__INSTRUCTIONS FOR THE TASK__: Each line below should be copied exactly as it stands.

*** Opening LISTED ENTRIES ***

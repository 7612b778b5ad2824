//! Dashboard Report Module
//! Every aggregation the dashboard renders, bundled for a presentation layer.

use super::aggregator::{Aggregator, GroupFatalities, GroupKey, OperatorDamageMatrix, Overview};
use super::descriptive::{FatalityStats, StatsCalculator};
use crate::data::Record;
use serde::Serialize;
use std::collections::BTreeMap;

/// Number of rows in the deadliest-accidents table.
const TOP_FATAL_ACCIDENTS: usize = 10;
/// Number of rows in the aircraft summary table.
const AIRCRAFT_SUMMARY_ROWS: usize = 20;

#[derive(Debug, Clone, PartialEq, Eq, Serialize)]
pub struct HistogramBin {
    pub range: &'static str,
    pub count: usize,
}

#[derive(Debug, Clone, Serialize)]
pub struct DashboardReport {
    pub overview: Overview,
    pub accidents_by_year: Vec<(i32, usize)>,
    pub damage_levels: Vec<(String, usize)>,
    pub year_damage_breakdown: Vec<(i32, String, usize)>,
    pub top_operators: Vec<(String, usize)>,
    pub top_aircraft_types: Vec<(String, usize)>,
    pub top_locations: Vec<(String, usize)>,
    pub operators_by_fatalities: Vec<GroupFatalities>,
    pub aircraft_by_mean_fatalities: Vec<GroupFatalities>,
    pub aircraft_summary: Vec<GroupFatalities>,
    pub fatality_histogram: Vec<HistogramBin>,
    pub deadliest_accidents: Vec<Record>,
    pub operator_damage_matrix: OperatorDamageMatrix,
    pub operator_stats: BTreeMap<String, FatalityStats>,
}

impl DashboardReport {
    /// Compute every aggregation for a filtered view. `top_n` bounds the
    /// ranking lists.
    pub fn build(view: &[&Record], top_n: usize) -> Self {
        Self {
            overview: Aggregator::overview(view),
            accidents_by_year: Aggregator::accidents_by_year(view),
            damage_levels: Aggregator::damage_level_counts(view),
            year_damage_breakdown: Aggregator::year_damage_breakdown(view),
            top_operators: Aggregator::top_by_count(view, GroupKey::Operator, top_n),
            top_aircraft_types: Aggregator::top_by_count(view, GroupKey::AircraftType, top_n),
            top_locations: Aggregator::top_by_count(view, GroupKey::Location, top_n),
            operators_by_fatalities: Aggregator::top_by_total_fatalities(
                view,
                GroupKey::Operator,
                top_n,
            ),
            aircraft_by_mean_fatalities: Aggregator::top_by_mean_fatalities(
                view,
                GroupKey::AircraftType,
                top_n,
            ),
            aircraft_summary: Aggregator::aircraft_summary(view, AIRCRAFT_SUMMARY_ROWS),
            fatality_histogram: Aggregator::fatality_histogram(view)
                .into_iter()
                .map(|(bin, count)| HistogramBin {
                    range: bin.label(),
                    count,
                })
                .collect(),
            deadliest_accidents: Aggregator::top_fatal_accidents(view, TOP_FATAL_ACCIDENTS)
                .into_iter()
                .cloned()
                .collect(),
            operator_damage_matrix: Aggregator::operator_damage_matrix(view),
            operator_stats: StatsCalculator::compute_group_stats_parallel(view, GroupKey::Operator),
        }
    }
}
//! Geo module - geocode cache, cache merge and rate-limited lookups

mod cache;
mod lookup;
mod merge;
mod nominatim;

pub use cache::{CacheError, GeoPoint, GeocodeCache};
pub use lookup::{
    geocode_missing, pending_locations, CancelFlag, GeocodeError, GeocodeRun, LocationGeocoder,
    RateLimiter,
};
pub use merge::merge_geocodes;
pub use nominatim::NominatimGeocoder;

*** Closing LISTED ENTRIES ***

__EXERCISE SOLUTION__:
repository 7612b778b5ad2824
//! Dashboard Report Module
//! Every aggregation the dashboard renders, bundled for a presentation layer.

use super::aggregator::{Aggregator, GroupFatalities, GroupKey, OperatorDamageMatrix, Overview};
use super::descriptive::{FatalityStats, StatsCalculator};
use crate::data::Record;
use serde::Serialize;
use std::collections::BTreeMap;

/// Number of rows in the deadliest-accidents table.
const TOP_FATAL_ACCIDENTS: usize = 10;
/// Number of rows in the aircraft summary table.
const AIRCRAFT_SUMMARY_ROWS: usize = 20;

#[derive(Debug, Clone, PartialEq, Eq, Serialize)]
pub struct HistogramBin {
    pub range: &'static str,
    pub count: usize,
}

#[derive(Debug, Clone, Serialize)]
pub struct DashboardReport {
    pub overview: Overview,
    pub accidents_by_year: Vec<(i32, usize)>,
    pub damage_levels: Vec<(String, usize)>,
    pub year_damage_breakdown: Vec<(i32, String, usize)>,
    pub top_operators: Vec<(String, usize)>,
    pub top_aircraft_types: Vec<(String, usize)>,
    pub top_locations: Vec<(String, usize)>,
    pub operators_by_fatalities: Vec<GroupFatalities>,
    pub aircraft_by_mean_fatalities: Vec<GroupFatalities>,
    pub aircraft_summary: Vec<GroupFatalities>,
    pub fatality_histogram: Vec<HistogramBin>,
    pub deadliest_accidents: Vec<Record>,
    pub operator_damage_matrix: OperatorDamageMatrix,
    pub operator_stats: BTreeMap<String, FatalityStats>,
}

impl DashboardReport {
    /// Compute every aggregation for a filtered view. `top_n` bounds the
    /// ranking lists.
    pub fn build(view: &[&Record], top_n: usize) -> Self {
        Self {
            overview: Aggregator::overview(view),
            accidents_by_year: Aggregator::accidents_by_year(view),
            damage_levels: Aggregator::damage_level_counts(view),
            year_damage_breakdown: Aggregator::year_damage_breakdown(view),
            top_operators: Aggregator::top_by_count(view, GroupKey::Operator, top_n),
            top_aircraft_types: Aggregator::top_by_count(view, GroupKey::AircraftType, top_n),
            top_locations: Aggregator::top_by_count(view, GroupKey::Location, top_n),
            operators_by_fatalities: Aggregator::top_by_total_fatalities(
                view,
                GroupKey::Operator,
                top_n,
            ),
            aircraft_by_mean_fatalities: Aggregator::top_by_mean_fatalities(
                view,
                GroupKey::AircraftType,
                top_n,
            ),
            aircraft_summary: Aggregator::aircraft_summary(view, AIRCRAFT_SUMMARY_ROWS),
            fatality_histogram: Aggregator::fatality_histogram(view)
                .into_iter()
                .map(|(bin, count)| HistogramBin {
                    range: bin.label(),
                    count,
                })
                .collect(),
            deadliest_accidents: Aggregator::top_fatal_accidents(view, TOP_FATAL_ACCIDENTS)
                .into_iter()
                .cloned()
                .collect(),
            operator_damage_matrix: Aggregator::operator_damage_matrix(view),
            operator_stats: StatsCalculator::compute_group_stats_parallel(view, GroupKey::Operator),
        }
    }
}
//! Geo module - geocode cache, cache merge and rate-limited lookups

mod cache;
mod lookup;
mod merge;
mod nominatim;

pub use cache::{CacheError, GeoPoint, GeocodeCache};
pub use lookup::{
    geocode_missing, pending_locations, CancelFlag, GeocodeError, GeocodeRun, LocationGeocoder,
    RateLimiter,
};
pub use merge::merge_geocodes;
pub use nominatim::NominatimGeocoder;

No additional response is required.